Inutile più di una telefonata su due. La psicologa dei consumi e della salute: è saltato il filtro dei dottori

Centrale operativa 112

Centrale operativa 112

Il record è stato raggiunto nel 2020, l’anno del Covid: quasi 3 milioni di chiamate al 112 definite da Areu "inappropriate". Di fatto non classificabili come vere emergenze, secondo l’Agenzia regionale emergenza urgenza. Negli ultimi cinque anni (2017-2021) mai si erano toccati questi numeri, superati solo nel 2015 e nel 2016 allargando l’arco temporale di confronto a partire dal 2010, quando è iniziato a livello sperimentale a Varese il Nue 112, il Numero unico di emergenza europeo che filtra e smista alle forze dell’ordine competenti (polizia o carabinieri), ai vigili del fuoco o al soccorso sanitario le richieste di aiuto. Ma allora il servizio, esteso a tutta la Lombardia solo nel 2014, era ancora in fase di rodaggio e doveva entrare a pieno nella vita dei cittadini.  

Nel 2020 , con la diffusione della pandemia e il lockdown, le centrali uniche di risposta situate a Milano, Varese (competente anche per Bergamo, Como, Lecco e Monza) e Brescia (che copre Cremona, Lodi, Mantova, Pavia e Sondrio) hanno ricevuto 4,9 milioni di chiamate per situazioni vissute come emergenza. Di queste, secondo quanto certificato da Areu, 3 milioni di fatto non lo erano. Il 62% (il 2% in più della media registrata dal 2010 al 2021) sono state filtrate dagli operatori delle centrali telefoniche prima che arrivassero ai comandi delle forze dell’ordine o al 118, evitando perdite di tempo e centralini intasati. "Col Covid – spiega Guendalina Graffigna, professoressa di Psicologia dei consumi e della salute e direttore dell’EngageMinds Hub dell’Università Cattolica – lo stato di allarme provocato dalla comparsa di sintomi riconducibili alla pandemia è aumentato. Ma stiamo assistendo da tempo anche a un altro fattore, che la pandemia ha amplificato: il peggioramento della relazione tra cittadino e medico di base".

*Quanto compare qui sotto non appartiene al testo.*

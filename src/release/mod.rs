// src/release/mod.rs

//! Producer-side release machinery: change sets, bump classification, and
//! the versioned manifest model.

pub mod changeset;
pub mod classifier;
pub mod manifest;

pub use changeset::ChangeSet;
pub use classifier::{ChangeClassifier, ClassifierRules};
pub use manifest::{Manifest, ManifestChain};
// src/orchestrate/mod.rs

//! Run orchestration: composes the codebase-update and
//! environment-verification phases sequentially and wires every step into
//! the progress tracker.
//!
//! Each phase is an independently invocable unit implementing [`Phase`],
//! so a single phase can be re-run by hand for testing or manual
//! recovery. Phases run strictly in order because later phases assume the
//! filesystem state the former produced; a failed phase halts the run.
//! There is no process-wide state: everything a phase needs travels in
//! the [`PhaseContext`].

use crate::deps::{CommandInstaller, DependencyInstaller};
use crate::error::Result;
use crate::fsutil::ExcludeMatcher;
use crate::install::{read_installed_version, Installer, InstallerConfig};
use crate::planner;
use crate::progress::{
    OverallStatus, ProgressTracker, PHASE_CODEBASE_UPDATE, PHASE_ENV_VERIFICATION,
};
use crate::store::{load_chain, ReleaseStore};
use crate::version::Version;
use std::path::PathBuf;
use tracing::{info, warn};

/// Everything a phase needs to run.
pub struct PhaseContext<'a> {
    pub root: PathBuf,
    pub target: Version,
    pub run_id: String,
    pub store: &'a dyn ReleaseStore,
    pub deps: &'a dyn DependencyInstaller,
    pub excludes: ExcludeMatcher,
    pub tracker: &'a ProgressTracker,
}

/// Outcome of one phase.
#[derive(Debug, Clone)]
pub struct PhaseReport {
    pub phase: &'static str,
    pub detail: String,
}

/// An independently invocable unit of the setup run.
pub trait Phase {
    fn name(&self) -> &'static str;
    fn run(&mut self, ctx: &mut PhaseContext<'_>) -> Result<PhaseReport>;
}

/// Phase 1: bring the install root to the target version, fresh or
/// incremental.
#[derive(Debug, Default)]
pub struct CodebaseUpdatePhase;

impl Phase for CodebaseUpdatePhase {
    fn name(&self) -> &'static str {
        PHASE_CODEBASE_UPDATE
    }

    fn run(&mut self, ctx: &mut PhaseContext<'_>) -> Result<PhaseReport> {
        let chain = load_chain(ctx.store)?;
        let config = InstallerConfig {
            root: ctx.root.clone(),
            run_id: ctx.run_id.clone(),
        };

        let mut installer = Installer::new(config, ctx.store, ctx.deps, ctx.excludes.clone())
            .with_tracker(ctx.tracker);

        let installed = match read_installed_version(&ctx.root)? {
            None => {
                info!(version = %ctx.target, "no version record, performing fresh installation");
                installer.fresh_install(ctx.target, &chain)?
            }
            Some(current) => {
                let plan = planner::plan(current, ctx.target, &chain)?;
                installer.apply_plan(&plan)?
            }
        };

        ctx.tracker
            .update_phase(self.name(), "Codebase update completed", true, 100)
            .unwrap_or_else(|e| warn!(error = %e, "progress update failed"));

        Ok(PhaseReport {
            phase: self.name(),
            detail: format!("installed version {}", installed),
        })
    }
}

/// Phase 2: verify the updated environment.
///
/// The real checks (package and binary presence) belong to an external
/// collaborator; this phase runs the configured verification command when
/// one is set and otherwise performs the built-in boundary checks: the
/// install root exists and the version record parses as the target.
pub struct EnvironmentVerificationPhase {
    command: Option<CommandInstaller>,
}

impl EnvironmentVerificationPhase {
    pub fn new(command: Option<CommandInstaller>) -> Self {
        Self { command }
    }
}

impl Phase for EnvironmentVerificationPhase {
    fn name(&self) -> &'static str {
        PHASE_ENV_VERIFICATION
    }

    fn run(&mut self, ctx: &mut PhaseContext<'_>) -> Result<PhaseReport> {
        ctx.tracker
            .update_phase(self.name(), "Starting environment verification", true, 10)
            .unwrap_or_else(|e| warn!(error = %e, "progress update failed"));

        if let Some(command) = &self.command {
            command.install(&ctx.root)?;
        } else {
            let recorded = read_installed_version(&ctx.root)?;
            if recorded != Some(ctx.target) {
                return Err(crate::Error::Install(format!(
                    "version record mismatch after update: expected {}, found {}",
                    ctx.target,
                    recorded.map(|v| v.to_string()).unwrap_or_else(|| "none".into())
                )));
            }
        }

        ctx.tracker
            .update_phase(self.name(), "Environment verification completed", true, 90)
            .unwrap_or_else(|e| warn!(error = %e, "progress update failed"));

        Ok(PhaseReport {
            phase: self.name(),
            detail: "environment verified".to_string(),
        })
    }
}

/// Composes the phases and maps the outcome to a process exit code:
/// 0 on success, 1 when the codebase update fails, 2 when verification
/// fails.
pub struct Orchestrator<'a> {
    phases: Vec<Box<dyn Phase + 'a>>,
}

impl<'a> Orchestrator<'a> {
    /// The standard two-phase run.
    pub fn standard(verify_command: Option<CommandInstaller>) -> Self {
        Self {
            phases: vec![
                Box::new(CodebaseUpdatePhase),
                Box::new(EnvironmentVerificationPhase::new(verify_command)),
            ],
        }
    }

    pub fn with_phases(phases: Vec<Box<dyn Phase + 'a>>) -> Self {
        Self { phases }
    }

    /// Run all phases in order, stopping at the first failure.
    pub fn run(&mut self, ctx: &mut PhaseContext<'_>) -> i32 {
        if let Err(e) = ctx
            .tracker
            .set_overall_status(OverallStatus::Running, None)
        {
            warn!(error = %e, "could not mark run started");
        }

        for (index, phase) in self.phases.iter_mut().enumerate() {
            info!(phase = phase.name(), "starting phase");
            match phase.run(ctx) {
                Ok(report) => {
                    info!(phase = report.phase, detail = %report.detail, "phase completed");
                }
                Err(e) => {
                    warn!(phase = phase.name(), error = %e, "phase failed");
                    // The installer reports its own failures with more
                    // context; this is the safety net for everything else.
                    let _ = ctx.tracker.mark_phase_failed(phase.name(), &e.to_string());
                    return (index + 1) as i32;
                }
            }
        }

        if let Err(e) = ctx.tracker.finish() {
            warn!(error = %e, "could not mark run completed");
        }
        0
    }
}
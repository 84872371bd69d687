// src/planner/mod.rs

//! Sequential update planning.
//!
//! Given the installed version, a target version, and the manifest chain,
//! the planner computes the ordered list of manifests to apply. Updates
//! never skip a published version: the chain must be dense between
//! current and target, where dense means each step is exactly one
//! semantic-version bump ahead of its predecessor. Planning performs no
//! filesystem I/O; every failure is surfaced before any mutation.

use crate::error::PlanningError;
use crate::release::{Manifest, ManifestChain};
use crate::version::{BumpType, Version};
use tracing::debug;

/// Ordered manifests from the version immediately after `current` up to
/// and including `target`. Empty only for a no-op (current == target).
#[derive(Debug, Clone)]
pub struct UpdatePlan {
    current: Version,
    steps: Vec<Manifest>,
}

impl UpdatePlan {
    pub fn current(&self) -> Version {
        self.current
    }

    /// The final version after a full apply; `current` for a no-op plan.
    pub fn target(&self) -> Version {
        self.steps.last().map(|m| m.version).unwrap_or(self.current)
    }

    pub fn steps(&self) -> &[Manifest] {
        &self.steps
    }

    pub fn is_noop(&self) -> bool {
        self.steps.is_empty()
    }

    pub fn len(&self) -> usize {
        self.steps.len()
    }

    pub fn is_empty(&self) -> bool {
        self.steps.is_empty()
    }

    /// The strongest per-step bump contained in the plan.
    pub fn strongest_bump(&self) -> Option<BumpType> {
        let mut prev = self.current;
        let mut strongest: Option<BumpType> = None;
        for step in &self.steps {
            if let Some(kind) = step.version.bump_from(&prev) {
                strongest = Some(strongest.map_or(kind, |s| s.max(kind)));
            }
            prev = step.version;
        }
        strongest
    }

    /// Whether the plan needs explicit operator confirmation before the
    /// installer executes it.
    ///
    /// Major plans proceed unprompted: a breaking release is expected to
    /// be an intentional, reviewed act. Minor and patch plans are the
    /// routine ones where an unintended target slips in, so those ask.
    pub fn requires_confirmation(&self) -> bool {
        match self.strongest_bump() {
            Some(BumpType::Major) => false,
            Some(_) => true,
            None => false,
        }
    }
}

/// Compute the ordered update plan from `current` to `target`.
pub fn plan(
    current: Version,
    target: Version,
    chain: &ManifestChain,
) -> std::result::Result<UpdatePlan, PlanningError> {
    if target == current {
        debug!(%current, "target equals installed version, empty plan");
        return Ok(UpdatePlan {
            current,
            steps: Vec::new(),
        });
    }

    if target < current {
        return Err(PlanningError::TargetBehindCurrent {
            current: current.to_string(),
            target: target.to_string(),
        });
    }

    if !chain.contains(target) {
        return Err(PlanningError::NoSuchVersion(target.to_string()));
    }

    // Walk forward one bump at a time; every expected intermediate version
    // must have a published manifest.
    let mut steps = Vec::new();
    let mut cursor = current;
    while cursor < target {
        let next = next_step(cursor, target);
        match chain.get(next) {
            Some(manifest) => steps.push(manifest.clone()),
            None => return Err(PlanningError::GapInHistory(next.to_string())),
        }
        cursor = next;
    }

    debug!(
        from = %current,
        to = %target,
        steps = steps.len(),
        "computed sequential update plan"
    );

    Ok(UpdatePlan { current, steps })
}

/// The next version on the stepping path from `cursor` toward `target`:
/// majors first, then minors, then patches.
fn next_step(cursor: Version, target: Version) -> Version {
    if cursor.major < target.major {
        cursor.bump(BumpType::Major)
    } else if cursor.minor < target.minor {
        cursor.bump(BumpType::Minor)
    } else {
        cursor.bump(BumpType::Patch)
    }
}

Il Covid, in pratica, sembra aver deteriorato "il rapporto di fiducia tra il paziente e il proprio medico – sottolinea Graffigna – mettendo in risalto i problemi della medicina territoriale. Da una parte ci sono difficoltà oggettive, ovvero il carico di lavoro a cui sono sottoposti i medici di base. Dall’altra un problema di relazione: è come se i cittadini vedano nel rapporto col loro medico un’esperienza andata male". Il risultato è "una corsa ai pronto soccorso e il ricorso alla chiamata di emergenza per situazioni che vengono vissute come urgenze in mancanza di un filtro sul territorio che aiuti a decifrarle. Motivo per cui, oggi, si ricorre sempre di più per questo ruolo anche al farmacista di fiducia".